The State charged Carter, a former Dollar General employee, with aggravated
robbery in violation of K.S.A. 2011 Supp. 21-5420(b)(1). The State alleged that Carter
robbed Kaylan Sanders "by force or threat of bodily harm . . . while [Carter] was armed
with a dangerous weapon, to-wit: stun gun or Taser." The case proceeded to a jury trial,
in which the State's theory was that Reyes was Carter's accomplice while Sanders was
At trial, Reyes denied that she was involved in the planning or execution of the
crime and denied that Carter was the robber. Reyes testified that after the robber entered
the store and was walking towards the safe, she noticed the robber "had something in his
hands, but I wasn't sure what it was at the time." She said she was fearful the robber
would hurt her and Sanders if they did not give the robber the money. She said,
"[E]specially after we did give him the money because he—I believe it was a Taser—
because, you know, at first I didn't know what it was. But once he got up close, I believe
it was a Taser in a black box kind of." Later, she said that when the robber first came into
the store, she "saw an object in his hand, and so [her] first thought was, is it a gun?
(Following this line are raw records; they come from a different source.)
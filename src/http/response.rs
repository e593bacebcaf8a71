use bytes::Bytes;

use crate::files::FileProvider;
use crate::http::headers::{CONTENT_LENGTH, CONTENT_TYPE, Headers, LOCATION};
use crate::http::mime;
use crate::http::status::{StatusCode, StatusLine};

/// Content type used for in-memory HTML bodies.
pub const HTML_UTF8: &str = "text/html;charset=utf-8";

/// Represents a complete HTTP response ready to be sent to a client.
///
/// Contains the status line, headers, and response body. Every component is
/// always present; see [`Response::from_parts`].
#[derive(Debug, Clone, PartialEq, Eq)]
pub struct Response {
    /// The HTTP status line
    pub status_line: StatusLine,
    /// HTTP headers in the order they were set
    pub headers: Headers,
    /// Response body as bytes
    pub body: Bytes,
}

/// Builder for constructing HTTP responses in a fluent style.
///
/// # Example
///
/// ```
/// # use webserver::http::response::ResponseBuilder;
/// # use webserver::http::status::StatusCode;
/// let response = ResponseBuilder::new(StatusCode::Ok)
///     .content("application/json", b"{}".to_vec())
///     .build();
/// assert_eq!(response.headers.get("Content-Length"), Some("2"));
/// ```
pub struct ResponseBuilder {
    status: StatusCode,
    headers: Headers,
    body: Bytes,
}

impl ResponseBuilder {
    /// Creates a new response builder with the specified status code.
    pub fn new(status: StatusCode) -> Self {
        Self {
            status,
            headers: Headers::new(),
            body: Bytes::new(),
        }
    }

    /// Adds or replaces a header. Names are case-sensitive.
    pub fn header(mut self, key: impl Into<String>, value: impl Into<String>) -> Self {
        self.headers.insert(key, value);
        self
    }

    /// Merges every pair from `headers`, later values replacing earlier ones.
    pub fn headers<K, V>(mut self, headers: impl IntoIterator<Item = (K, V)>) -> Self
    where
        K: Into<String>,
        V: Into<String>,
    {
        for (k, v) in headers {
            self.headers.insert(k, v);
        }
        self
    }

    /// Sets the body together with matching Content-Type and Content-Length.
    pub fn content(self, content_type: &str, body: impl Into<Bytes>) -> Self {
        let body = body.into();
        self.header(CONTENT_TYPE, content_type)
            .header(CONTENT_LENGTH, body.len().to_string())
            .body(body)
    }

    /// Sets the raw body without touching any header.
    pub fn body(mut self, body: impl Into<Bytes>) -> Self {
        self.body = body.into();
        self
    }

    /// Builds the final Response.
    pub fn build(self) -> Response {
        Response {
            status_line: StatusLine::new(self.status),
            headers: self.headers,
            body: self.body,
        }
    }
}

impl Response {
    /// Assembles a response from optional parts.
    ///
    /// A missing status line becomes `400 Bad Request`; missing headers or
    /// body become empty.
    pub fn from_parts(
        status_line: Option<StatusLine>,
        headers: Option<Headers>,
        body: Option<Bytes>,
    ) -> Self {
        Self {
            status_line: status_line.unwrap_or_else(|| StatusLine::new(StatusCode::BadRequest)),
            headers: headers.unwrap_or_default(),
            body: body.unwrap_or_default(),
        }
    }

    /// Loads `path` from the serving root and wraps it with its MIME type.
    ///
    /// Any failure, whether the file is missing, unreadable or has an
    /// unsupported extension, yields [`Response::internal_error`].
    pub fn from_file(provider: &dyn FileProvider, path: &str, status: StatusCode) -> Self {
        match provider.load(path) {
            Ok(bytes) => Self::from_file_contents(path, bytes, status),
            Err(e) => {
                tracing::warn!(path, error = %e, "Failed to load file for response");
                Self::internal_error()
            }
        }
    }

    /// Wraps already loaded file contents, labelled by the MIME type of `path`.
    ///
    /// An unsupported extension yields [`Response::internal_error`].
    pub fn from_file_contents(path: &str, bytes: impl Into<Bytes>, status: StatusCode) -> Self {
        match mime::content_type_for(path) {
            Ok(content_type) => ResponseBuilder::new(status)
                .content(content_type, bytes)
                .build(),
            Err(e) => {
                tracing::warn!(path, error = %e, "Cannot resolve content type");
                Self::internal_error()
            }
        }
    }

    /// An HTML response (`text/html;charset=utf-8`) with the given body.
    pub fn from_bytes(status: StatusCode, bytes: impl Into<Bytes>) -> Self {
        ResponseBuilder::new(status).content(HTML_UTF8, bytes).build()
    }

    /// A `302 Found` redirect to `location` with an empty body.
    ///
    /// `Location` is set first, then `extra_headers` are merged in order, so an
    /// extra `Location` entry replaces the argument.
    ///
    /// # Example
    ///
    /// ```
    /// # use webserver::http::response::Response;
    /// let response = Response::redirect("/index.html", [("Set-Cookie", "logined=true; Path=/")]);
    /// assert_eq!(response.status_line.code(), "302");
    /// assert_eq!(response.headers.get("Location"), Some("/index.html"));
    /// assert!(response.body.is_empty());
    /// ```
    pub fn redirect<K, V>(location: &str, extra_headers: impl IntoIterator<Item = (K, V)>) -> Self
    where
        K: Into<String>,
        V: Into<String>,
    {
        ResponseBuilder::new(StatusCode::Found)
            .header(LOCATION, location)
            .headers(extra_headers)
            .build()
    }

    /// A redirect carrying only the `Location` header.
    pub fn found(location: &str) -> Self {
        Self::redirect(location, std::iter::empty::<(String, String)>())
    }

    /// Status line only: no headers, no body.
    pub fn with_status_only(status: StatusCode) -> Self {
        ResponseBuilder::new(status).build()
    }

    /// Creates a 404 Not Found response.
    pub fn not_found() -> Self {
        Self::with_status_only(StatusCode::NotFound)
    }

    /// Creates a 400 Bad Request response.
    pub fn bad_request() -> Self {
        Self::with_status_only(StatusCode::BadRequest)
    }

    /// The fixed 500 Internal Server Error response, with empty headers and body.
    pub fn internal_error() -> Self {
        Self::with_status_only(StatusCode::InternalServerError)
    }

    /// Numeric status code, e.g. `302`.
    pub fn status(&self) -> u16 {
        self.status_line.code().parse().unwrap_or(0)
    }

    /// Serializes the response to its exact wire form.
    ///
    /// ```text
    /// HTTP/1.1 302 Found\r\n
    /// Location: /index.html\r\n
    /// \r\n
    /// <body bytes>
    /// ```
    pub fn serialize(&self) -> Vec<u8> {
        let mut buf = Vec::with_capacity(128 + self.body.len());

        // Status line
        buf.extend_from_slice(self.status_line.to_string().as_bytes());
        buf.extend_from_slice(b"\r\n");

        // Headers
        self.headers.write_to(&mut buf);

        // Header/body separator
        buf.extend_from_slice(b"\r\n");

        // Body
        buf.extend_from_slice(&self.body);

        buf
    }
}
And
my second thought was, I'm really not trying to get shot." She agreed that she was
"certain that the robber had a weapon" and that the robber showed it to her.
Sanders testified that she did not see the Taser until after she and Reyes had
handed over the money from the store's safe. Once she and Reyes put the money in the
robber's bag, she said, "[the robber] pulled out a Taser. And then [Reyes], she was like
no, please. And then the robber just ran out." Sanders believed that the robber was going
to tase her. She also testified that the robber pulled the Taser out "almost as if they were
pulling it out to show us that they have it."
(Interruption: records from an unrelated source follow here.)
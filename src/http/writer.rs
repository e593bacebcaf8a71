use tokio::io::{AsyncWrite, AsyncWriteExt};

use crate::http::response::Response;

/// Holds a serialized response and tracks how much of it has been written.
pub struct ResponseWriter {
    buffer: Vec<u8>,
    written: usize,
}

impl ResponseWriter {
    pub fn new(response: &Response) -> Self {
        Self {
            buffer: response.serialize(),
            written: 0,
        }
    }

    pub async fn write_to_stream<W>(&mut self, stream: &mut W) -> anyhow::Result<()>
    where
        W: AsyncWrite + Unpin,
    {
        while self.written < self.buffer.len() {
            let n = stream.write(&self.buffer[self.written..]).await?;

            if n == 0 {
                return Err(anyhow::anyhow!("connection closed while writing"));
            }

            self.written += n;
        }

        stream.flush().await?;
        Ok(())
    }
}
After the jury convicted Carter of aggravated robbery, the district judge imposed a
downward departure sentence of 36 months in prison. The district judge then asked, "Is
there anything further we need on the record?" The State replied:
"[STATE]: Your Honor, I believe there would be a duty to register.
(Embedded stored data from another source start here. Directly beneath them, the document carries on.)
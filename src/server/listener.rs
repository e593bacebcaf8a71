use std::sync::Arc;

use tokio::net::TcpListener;
use tracing::info;

use crate::config::Config;
use crate::handler::Router;
use crate::http::connection::Connection;

pub async fn run(cfg: &Config, router: Arc<Router>) -> anyhow::Result<()> {
    let listener = TcpListener::bind(&cfg.server.listen_addr).await?;
    info!("Listening on {}", cfg.server.listen_addr);

    loop {
        let (socket, peer) = listener.accept().await?;
        info!("Accepted connection from {}", peer);

        let router = Arc::clone(&router);
        let max_request_size = cfg.server.max_request_size;
        tokio::spawn(async move {
            let mut conn = Connection::new(socket, router, max_request_size);
            if let Err(e) = conn.run().await {
                tracing::error!("Connection error from {}: {}", peer, e);
            }
        });
    }
}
"THE COURT: Is there in this case? All right.
"[STATE]: With the finding of the dangerous weapon.
"THE COURT: Well, I do find that there was a dangerous weapon involved. I
did not prepare—but I will have to prepare the Notice of Duty to Register.
"In that regard, Ms. Carter, there is a duty to register as a—under the Kansas
Offender Registration Act." (Emphasis added.)
The district judge checked a box on Carter's journal entry of sentencing form
stating: "Offender committed the current crime with a deadly weapon as determined by
the court." The journal entry also set out that the reason for Carter's registration
requirement was: "Any conviction of a person felony with court finding on the record
that such felony was committed with a deadly weapon—K.S.A. 2012 Supp. 22-
4902(e)(2)." Nothing in the record shows Carter objected to the oral pronouncement or
the journal entry's checked box. Carter's defense counsel signed off on the journal entry.
Carter appealed her conviction and the district judge's order that she register under
KORA. A panel of our Court of Appeals affirmed Carter's conviction but held that she
was not required to register under KORA because, the panel concluded, Carter did not
use a deadly weapon during the robbery. State v. Carter, 55 Kan. App. 2d 511, 519, 419
P.3d 55 (2018).
Both parties petitioned for review. This court granted only the State's petition and
ordered the parties to address whether, given this court's holding in State v. Thomas, 307
Kan. 733, 750, 415 P.3d 430 (2018), the Court of Appeals had jurisdiction to address the
registration requirement at all.
As an initial matter, we agree with the parties that we have appellate jurisdiction
over the registration issue under K.S.A. 2019 Supp. 22-3602(a). See State v. Marinelli,
307 Kan. 768, 786, 415 P.3d 405 (2018) (defendant may appeal imposition of registration
requirement as "judgment . . . decision . . . or intermediate order made in the progress of
the case" under K.S.A. 2018 Supp. 22-3602[a]); Thomas, 307 Kan. at 750.
KORA requires individuals convicted of certain crimes to register with the State.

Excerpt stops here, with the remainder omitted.